### Work to complete
Each line of the data should be transcribed exactly as given.

'''

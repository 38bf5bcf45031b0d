//! Customer spend by yearly income band.
//!
//! Bands: Low below 30000, Middle from 30000 to 60000 inclusive, High above
//! 60000. Sales of customers without a recorded income are left out.

use super::{ratio, writer::ReportRow};
use crate::error::Result;
use crate::store::Store;
use serde::Serialize;

pub const LOW_INCOME_CEILING: f64 = 30_000.0;
pub const HIGH_INCOME_FLOOR: f64 = 60_000.0;

#[derive(Debug, Clone, Copy, PartialEq, Eq)]
pub enum IncomeBand {
    Low,
    Middle,
    High,
}

impl IncomeBand {
    pub fn classify(income: f64) -> Self {
        if income < LOW_INCOME_CEILING {
            IncomeBand::Low
        } else if income <= HIGH_INCOME_FLOOR {
            IncomeBand::Middle
        } else {
            IncomeBand::High
        }
    }

    pub fn label(&self) -> &'static str {
        match self {
            IncomeBand::Low => "Low Income",
            IncomeBand::Middle => "Middle Income",
            IncomeBand::High => "High Income",
        }
    }
}

fn income_sql() -> String {
    format!(
        "SELECT CASE
                    WHEN YearlyIncome < {low} THEN '{low_label}'
                    WHEN YearlyIncome <= {high} THEN '{middle_label}'
                    ELSE '{high_label}'
                END AS income_group,
                COUNT(DISTINCT CustomerKey) AS customer_count,
                TOTAL(SalesAmount) AS total_spend
         FROM full_sales_data
         WHERE YearlyIncome IS NOT NULL
         GROUP BY income_group
         ORDER BY total_spend DESC, income_group",
        low = LOW_INCOME_CEILING,
        high = HIGH_INCOME_FLOOR,
        low_label = IncomeBand::Low.label(),
        middle_label = IncomeBand::Middle.label(),
        high_label = IncomeBand::High.label(),
    )
}

#[derive(Debug, Clone, PartialEq, Serialize)]
pub struct IncomeSpend {
    pub income_group: String,
    pub customer_count: i64,
    pub total_spend: f64,
    pub spend_per_customer: Option<f64>,
}

impl ReportRow for IncomeSpend {
    const HEADER: &'static [&'static str] =
        &["income_group", "customer_count", "total_spend", "spend_per_customer"];
}

pub fn income_spend(store: &Store) -> Result<Vec<IncomeSpend>> {
    store.query(&income_sql(), |row| {
        let customer_count: i64 = row.get(1)?;
        let total_spend: f64 = row.get(2)?;
        Ok(IncomeSpend {
            income_group: row.get(0)?,
            customer_count,
            total_spend,
            spend_per_customer: ratio(total_spend, customer_count as f64),
        })
    })
}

'''

### Problem solution
repository 38bf5bcf45031b0d
//! Customer spend by yearly income band.
//!
//! Bands: Low below 30000, Middle from 30000 to 60000 inclusive, High above
//! 60000. Sales of customers without a recorded income are left out.

use super::{ratio, writer::ReportRow};
use crate::error::Result;
use crate::store::Store;
use serde::Serialize;

pub const LOW_INCOME_CEILING: f64 = 30_000.0;
pub const HIGH_INCOME_FLOOR: f64 = 60_000.0;

#[derive(Debug, Clone, Copy, PartialEq, Eq)]
pub enum IncomeBand {
    Low,
    Middle,
    High,
}

impl IncomeBand {
    pub fn classify(income: f64) -> Self {
        if income < LOW_INCOME_CEILING {
            IncomeBand::Low
        } else if income <= HIGH_INCOME_FLOOR {
            IncomeBand::Middle
        } else {
            IncomeBand::High
        }
    }

    pub fn label(&self) -> &'static str {
        match self {
            IncomeBand::Low => "Low Income",
            IncomeBand::Middle => "Middle Income",
            IncomeBand::High => "High Income",
        }
    }
}

fn income_sql() -> String {
    format!(
        "SELECT CASE
                    WHEN YearlyIncome < {low} THEN '{low_label}'
                    WHEN YearlyIncome <= {high} THEN '{middle_label}'
                    ELSE '{high_label}'
                END AS income_group,
                COUNT(DISTINCT CustomerKey) AS customer_count,
                TOTAL(SalesAmount) AS total_spend
         FROM full_sales_data
         WHERE YearlyIncome IS NOT NULL
         GROUP BY income_group
         ORDER BY total_spend DESC, income_group",
        low = LOW_INCOME_CEILING,
        high = HIGH_INCOME_FLOOR,
        low_label = IncomeBand::Low.label(),
        middle_label = IncomeBand::Middle.label(),
        high_label = IncomeBand::High.label(),
    )
}

#[derive(Debug, Clone, PartialEq, Serialize)]
pub struct IncomeSpend {
    pub income_group: String,
    pub customer_count: i64,
    pub total_spend: f64,
    pub spend_per_customer: Option<f64>,
}

impl ReportRow for IncomeSpend {
    const HEADER: &'static [&'static str] =
        &["income_group", "customer_count", "total_spend", "spend_per_customer"];
}

pub fn income_spend(store: &Store) -> Result<Vec<IncomeSpend>> {
    store.query(&income_sql(), |row| {
        let customer_count: i64 = row.get(1)?;
        let total_spend: f64 = row.get(2)?;
        Ok(IncomeSpend {
            income_group: row.get(0)?,
            customer_count,
            total_spend,
            spend_per_customer: ratio(total_spend, customer_count as f64),
        })
    })
}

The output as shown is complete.